For the man of milder tastes the motorboat will suffice or the mail steamer, which plies the waters of Lake Tahoe twice a week.
In tobogganing, the hills and open meadows at Tahoe City and at Glenbrook will furnish royal sport for the devotee. Skating and ice-yachting must be sought in regions where the snow is less deep and the cold more intense.
Skiing is the chief method of locomotion in winter at the Lake and the novice soon becomes expert in the milder forms of the sport. Ski trails thread the forests at Tahoe City and radiate from every resort.
The open inns at Tahoe City and Glenbrook, and The Grove near Tallac and the resorts on Fallen Leaf Lake insure the traveler’s comfort, while the hospitality of the caretakers at all of the resorts is proverbial. The question of when and how to go is naturally a leading one. During the months of November to April, two sledging services are furnished each thrice a week—one from Carson City to Glenbrook, the other from Truckee to Tahoe City. (The narrow gauge railway has also established a semi-weekly winter schedule.) The mail boat connects with the incoming sledges and train on Tuesday and Saturday. The route from Carson City, which crosses the heights of the Carson Range, affords a superb view of the Lake at sunset. The route from Truckee traverses the wooded canyon of the Truckee River, when scenically at its best.
The traveler who approaches the Lake by way of Glenbrook and leaves by way of the canyon of the Truckee will have an experience in winter travel both unique and replete with beautiful landscapes.

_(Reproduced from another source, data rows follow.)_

//! The engine-facing store façade.
//!
//! Orchestrates the write pipeline (compression, encryption), metadata
//! normalization, soft-delete semantics, locking, and the emission of change
//! events into the index and backup queues.

use std::ops::{BitOr, BitOrAssign};
use std::sync::Arc;

use futures::future;
use futures::stream::{BoxStream, StreamExt, TryStreamExt};
use tracing::{debug, warn};

use crate::data::{DataWithMetadata, WritePayload};
use crate::events::StoreDataDetails;
use crate::location::Location;
use crate::metadata::{keys, now_ticks, AuditInfo, Metadata, Snapshot};
use crate::metrics::StoreMetrics;
use crate::pipeline::{self, Codec, Encryptor};
use crate::queue::QueueClient;
use crate::store::{LockLease, StoreAdapter};
use crate::{Error, Result};

/// Option set controlling a secure-store operation. Members combine by
/// union: `SecureStoreOptions::SAVE | SecureStoreOptions::COMPRESS`.
#[derive(Debug, Clone, Copy, Default, PartialEq, Eq)]
pub struct SecureStoreOptions(u8);

impl SecureStoreOptions {
    pub const NONE: Self = Self(0);
    /// Compress the payload when the adapter supports it.
    pub const COMPRESS: Self = Self(1);
    /// Deletes are soft: the record is hidden but its snapshots survive.
    pub const KEEP_DELETES: Self = Self(1 << 1);
    /// Push a change event to the index queue.
    pub const GENERATE_INDEX_EVENT: Self = Self(1 << 2);
    /// Push a change event to the backup queue.
    pub const BACKUP: Self = Self(1 << 3);
    /// The default for writes; index event generation is implied.
    pub const SAVE: Self = Self(1 << 2);

    pub fn contains(self, other: Self) -> bool {
        self.0 & other.0 == other.0
    }
}

impl BitOr for SecureStoreOptions {
    type Output = Self;

    fn bitor(self, rhs: Self) -> Self {
        Self(self.0 | rhs.0)
    }
}

impl BitOrAssign for SecureStoreOptions {
    fn bitor_assign(&mut self, rhs: Self) {
        self.0 |= rhs.0;
    }
}

/// The secure store façade over a backend adapter.
pub struct SecureStore {
    adapter: Arc<dyn StoreAdapter>,
    index_queue: Option<Arc<dyn QueueClient>>,
    backup_queue: Option<Arc<dyn QueueClient>>,
    metrics: Arc<StoreMetrics>,
}

impl SecureStore {
    pub fn new(adapter: Arc<dyn StoreAdapter>) -> Self {
        Self {
            adapter,
            index_queue: None,
            backup_queue: None,
            metrics: Arc::new(StoreMetrics::new()),
        }
    }

    pub fn with_index_queue(mut self, queue: Arc<dyn QueueClient>) -> Self {
        self.index_queue = Some(queue);
        self
    }

    pub fn with_backup_queue(mut self, queue: Arc<dyn QueueClient>) -> Self {
        self.backup_queue = Some(queue);
        self
    }

    pub fn with_metrics(mut self, metrics: Arc<StoreMetrics>) -> Self {
        self.metrics = metrics;
        self
    }

    pub fn metrics(&self) -> &StoreMetrics {
        &self.metrics
    }

    pub fn adapter(&self) -> &Arc<dyn StoreAdapter> {
        &self.adapter
    }

    /// Write a new current version. Returns the post-write metadata.
    pub async fn save_data(
        &self,
        loc: &Location,
        metadata: Metadata,
        audit: Option<&AuditInfo>,
        id: Option<i64>,
        encryptor: Option<&Arc<dyn Encryptor>>,
        payload: WritePayload,
        options: SecureStoreOptions,
    ) -> Result<Metadata> {
        let (metadata, payload) = self.prepare_write(metadata, encryptor, payload, options);
        let saved = self.adapter.save_data(loc, metadata, audit, payload).await?;
        self.metrics.record_save(saved.content_length().unwrap_or(0));
        self.emit_events(loc, id, &saved, options).await;
        Ok(saved)
    }

    /// Conditional write; `Ok(None)` when the precondition failed.
    pub async fn try_optimistic_write(
        &self,
        loc: &Location,
        metadata: Metadata,
        audit: Option<&AuditInfo>,
        id: Option<i64>,
        encryptor: Option<&Arc<dyn Encryptor>>,
        payload: WritePayload,
        options: SecureStoreOptions,
    ) -> Result<Option<Metadata>> {
        let (metadata, payload) = self.prepare_write(metadata, encryptor, payload, options);
        let Some(saved) = self
            .adapter
            .try_optimistic_write(loc, metadata, audit, payload)
            .await?
        else {
            return Ok(None);
        };
        self.metrics.record_save(saved.content_length().unwrap_or(0));
        self.emit_events(loc, id, &saved, options).await;
        Ok(Some(saved))
    }

    /// Metadata of the current version or a snapshot. A soft-deleted current
    /// is still visible here; [`load_data`](Self::load_data) hides it.
    pub async fn get_metadata(
        &self,
        loc: &Location,
        snapshot: Option<&str>,
    ) -> Result<Option<Metadata>> {
        self.adapter.get_metadata(loc, snapshot).await
    }

    /// Read data through the inverse pipeline. `Ok(None)` when missing or
    /// soft-deleted (unless a snapshot is addressed explicitly).
    pub async fn load_data(
        &self,
        loc: &Location,
        snapshot: Option<&str>,
        encryptor: Option<&Arc<dyn Encryptor>>,
    ) -> Result<Option<DataWithMetadata>> {
        let Some(data) = self.adapter.load_data(loc, snapshot).await? else {
            return Ok(None);
        };
        let codec = data.metadata.compressed().and_then(Codec::from_name);
        let stream = pipeline::apply_read(data.stream, codec, encryptor);
        self.metrics.record_load();
        Ok(Some(DataWithMetadata {
            metadata: data.metadata,
            stream,
        }))
    }

    /// Update only metadata, preserving the current content.
    pub async fn save_metadata(
        &self,
        loc: &Location,
        metadata: Metadata,
        id: Option<i64>,
        options: SecureStoreOptions,
    ) -> Result<Option<Metadata>> {
        let Some(saved) = self.adapter.save_metadata(loc, metadata).await? else {
            return Ok(None);
        };
        self.emit_events(loc, id, &saved, options).await;
        Ok(Some(saved))
    }

    /// Snapshots of exactly this key, newest first.
    pub async fn find_snapshots(
        &self,
        loc: &Location,
    ) -> Result<BoxStream<'static, Result<Snapshot>>> {
        self.adapter.find_snapshots(loc).await
    }

    /// Live records under the container; soft-deleted ones are filtered out.
    pub async fn find_files(
        &self,
        container: &str,
        prefix: Option<&str>,
    ) -> Result<BoxStream<'static, Result<(Location, Metadata)>>> {
        let stream = self.adapter.find_files(container, prefix).await?;
        Ok(stream
            .try_filter(|item| future::ready(item.1.deleted().is_none()))
            .boxed())
    }

    /// Delete a record: soft when `KEEP_DELETES` is set, permanent otherwise.
    pub async fn delete(
        &self,
        loc: &Location,
        audit: Option<&AuditInfo>,
        id: Option<i64>,
        options: SecureStoreOptions,
    ) -> Result<()> {
        if options.contains(SecureStoreOptions::KEEP_DELETES) {
            self.adapter.soft_delete(loc, audit).await?;
        } else {
            self.adapter.permanent_delete(loc).await?;
        }
        self.metrics.record_delete();
        debug!("deleted {loc}");

        let mut tombstone = Metadata::new();
        tombstone.set_deleted(now_ticks());
        self.emit_events(loc, id, &tombstone, options).await;
        Ok(())
    }

    /// Acquire the per-key lock. `Ok(None)` when held elsewhere.
    pub async fn lock(&self, loc: &Location) -> Result<Option<LockLease>> {
        self.adapter.lock(loc).await
    }

    /// Acquire the per-key lock, failing when it is held elsewhere.
    pub async fn lock_required(&self, loc: &Location) -> Result<LockLease> {
        self.lock(loc)
            .await?
            .ok_or_else(|| Error::LockHeld(loc.to_string()))
    }

    /// Idempotent container provisioning.
    pub async fn create_container_if_not_exists(&self, container: &str) -> Result<()> {
        self.adapter.create_container_if_not_exists(container).await
    }

    /// Walk the live records and re-emit each as an index event marked with
    /// the transient reindex flag. Returns the number of events emitted.
    pub async fn reindex_all(&self, container: &str, prefix: Option<&str>) -> Result<u64> {
        let queue = self
            .index_queue
            .as_ref()
            .ok_or_else(|| Error::Config("no index queue configured".to_string()))?;
        self.re_emit_all(container, prefix, queue).await
    }

    /// The symmetric operation against the backup queue.
    pub async fn backup_all(&self, container: &str, prefix: Option<&str>) -> Result<u64> {
        let queue = self
            .backup_queue
            .as_ref()
            .ok_or_else(|| Error::Config("no backup queue configured".to_string()))?;
        self.re_emit_all(container, prefix, queue).await
    }

    async fn re_emit_all(
        &self,
        container: &str,
        prefix: Option<&str>,
        queue: &Arc<dyn QueueClient>,
    ) -> Result<u64> {
        let mut files = self.find_files(container, prefix).await?;
        let mut count = 0u64;
        while let Some(item) = files.next().await {
            let (loc, mut metadata) = item?;
            metadata.set_reindex();
            let details = StoreDataDetails::new(&loc, None, metadata);
            queue
                .send_message(details.to_json()?)
                .await
                .map_err(|e| Error::Queue(format!("re-emission for {loc} failed: {e}")))?;
            count += 1;
        }
        debug!("re-emitted {count} events for container {container}");
        Ok(count)
    }

    /// Resolve the codec for a write and stage the pipeline.
    fn prepare_write(
        &self,
        mut metadata: Metadata,
        encryptor: Option<&Arc<dyn Encryptor>>,
        payload: WritePayload,
        options: SecureStoreOptions,
    ) -> (Metadata, WritePayload) {
        let codec = (options.contains(SecureStoreOptions::COMPRESS)
            && self.adapter.can_compress())
        .then_some(Codec::Zstd);
        match codec {
            Some(codec) => metadata.set(keys::COMPRESSED, codec.name()),
            None => {
                metadata.remove(keys::COMPRESSED);
            }
        }
        (metadata, pipeline::apply_write(payload, codec, encryptor))
    }

    /// Push change events after a successful write. Emission failures are
    /// logged and counted; they never roll the write back.
    async fn emit_events(
        &self,
        loc: &Location,
        id: Option<i64>,
        metadata: &Metadata,
        options: SecureStoreOptions,
    ) {
        let targets = [
            (
                SecureStoreOptions::GENERATE_INDEX_EVENT,
                self.index_queue.as_ref(),
                "index",
            ),
            (SecureStoreOptions::BACKUP, self.backup_queue.as_ref(), "backup"),
        ];
        for (flag, queue, kind) in targets {
            if !options.contains(flag) {
                continue;
            }
            let Some(queue) = queue else {
                continue;
            };
            let details = StoreDataDetails::new(loc, id, metadata.clone());
            let body = match details.to_json() {
                Ok(body) => body,
                Err(err) => {
                    warn!("failed to serialize {kind} event for {loc}: {err}");
                    self.metrics.record_event_failure();
                    continue;
                }
            };
            match queue.send_message(body).await {
                Ok(()) => {
                    if kind == "index" {
                        self.metrics.record_index_event();
                    } else {
                        self.metrics.record_backup_event();
                    }
                }
                Err(err) => {
                    warn!("failed to push {kind} event for {loc}: {err}");
                    self.metrics.record_event_failure();
                }
            }
        }
    }
}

The journey from Truckee to the Lake can also be made on ski in one short day. It is an exhilarating trip, if one travels light. If one desires to tarry en route, he may carry his blankets and food on his back or haul them on a toboggan, and spend the night at the half-way station, known as Uncle Billy’s.
The best time to visit the Lake is after the heaviest of the winter snows have fallen. The period of steady and heavy precipitation occurs in January. After this month is past, there are long periods of settled weather broken only occasionally by storms, which add to rather than detract from one’s pleasure.
The special equipment requisite for winter trips to Tahoe is slight. The list includes goggles (preferably amber), German socks and rubbers, woolen shirt, sweater, short heavy coat, and mittens. For mountain climbing a pair of Canadian snowshoes should be added to the equipment; for traveling on the level, a pair of ski can be rented at Truckee or the Lake. If one desires to camp instead of stopping at the resorts around the Lake, a tent and waterproof sleeping bag should be procured.